Nobody is going to ban Bitcoin says OCC’s Brian Brooks
The Acting Head of US Office of the Comptroller of the Currency (OCC), Brian Brooks, said regulators were “very focused” on “not killing” Bitcoin. The comment comes amid speculation about a possible blanket ban on cryptocurrencies in the US. Brooks went on to state that US regulators were planning to develop the networks behind Bitcoin. The Acting Comptroller of the Currency also revealed that users could expect “good news” from regulators. Especially with regard to cryptocurrencies after the end of President Trump’s administration.
During an interview with CNBC’s Squawk Box on 4 December the Acting OCC chief said:
We’re very focused on getting this [crypto regulations] right. We are very focused on not killing this [Bitcoin] , and it is equally important that we develop the networks behind Bitcoin and other cryptos as it is we prevent money laundering and terrorism financing.
Back in November, the CEO of Coinbase, Brian Armstrong shared his “concerns” over US crypto regulations and claimed that the US Treasury, as well as Secretary Mnuchin, were “planning to rush out some new regulations” targeted at self-custody wallets. Moreover, in recent news, a Congressional bill sought to mandate Federal approval for stablecoin issuers which further led to much speculation about the same, in the crypto space.

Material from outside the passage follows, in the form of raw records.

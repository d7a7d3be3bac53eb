//! Read coercion of stored items.

#[cfg(test)]
mod tests {
    use dynamodel_core::{CoercionError, ModelError};
    use dynamodel_model::{Value, doc};

    use crate::{fixed_now, order_model};

    #[tokio::test]
    async fn test_should_turn_stored_dates_back_into_dates() {
        #[allow(clippy::cast_precision_loss)]
        let millis = fixed_now().timestamp_millis() as f64;
        let item = doc! {
            "pk" => "acme#o-1",
            "orderId" => "o-1",
            "createdAt" => "2024-01-02T03:04:05.000Z",
            "updatedAt" => millis,
            "legacy" => "kept",
        };
        let read = order_model().read(&item).await.unwrap();

        assert_eq!(read.get("createdAt"), Some(&Value::Date(fixed_now())));
        assert_eq!(read.get("updatedAt"), Some(&Value::Date(fixed_now())));
        assert_eq!(read.get("legacy"), Some(&Value::from("kept")));
        assert_eq!(
            read.keys().collect::<Vec<_>>(),
            ["pk", "orderId", "createdAt", "updatedAt", "legacy"]
        );
    }

    #[tokio::test]
    async fn test_should_read_back_what_create_wrote() {
        let model = order_model();
        let put = model
            .prepare_create(&doc! {
                "tenant" => "acme",
                "orderId" => "o-1",
                "lines" => vec![Value::from(doc! { "sku" => "a", "qty" => 2 })],
            })
            .await
            .unwrap();
        let read = model.read(&put.item).await.unwrap();

        assert_eq!(read.get("createdAt"), Some(&Value::Date(fixed_now())));
        assert_eq!(read.get("pk"), Some(&Value::from("acme#o-1")));
        assert_eq!(read.get("lines"), put.item.get("lines"));
    }

    #[tokio::test]
    async fn test_should_read_many_items() {
        let items = [
            doc! { "pk" => "a#1", "orderId" => "1", "createdAt" => 0 },
            doc! { "pk" => "a#2", "orderId" => "2" },
        ];
        let read = order_model().read_many(&items).await.unwrap();
        assert_eq!(read.len(), 2);
        assert_eq!(
            read[0].get("createdAt").and_then(Value::as_date).map(chrono::DateTime::timestamp),
            Some(0)
        );
        assert!(read[1].get("createdAt").is_none());
    }

    #[tokio::test]
    async fn test_should_report_unparseable_dates_with_path() {
        let item = doc! { "pk" => "a#1", "orderId" => "1", "createdAt" => "yesterday" };
        let err = order_model().read(&item).await.unwrap_err();
        match err {
            ModelError::Coercion(CoercionError::InvalidDate { path, value }) => {
                assert_eq!(path, "createdAt");
                assert_eq!(value, "yesterday");
            }
            other => panic!("unexpected error: {other}"),
        }
    }
}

However, the Acting OCC Head remarked that these regulations would only aim to balance out stakeholders’ concerns.
Brooks went on to address how he believed that regulators should be concerned about the legal clarity for cryptos as well as strict compliance to anti-money laundering (AML) standards. The Acting Head also spoke about the need for greater clarity and said:
What we do need is clarity about what is allowed, and so we need some guidance for example whether banks can connect directly to blockchains as payment networks–the answer has to be yes.
In addition to this, the Acting OCC chief noted that greater clarity would allow investors more freedom to participate in the economy.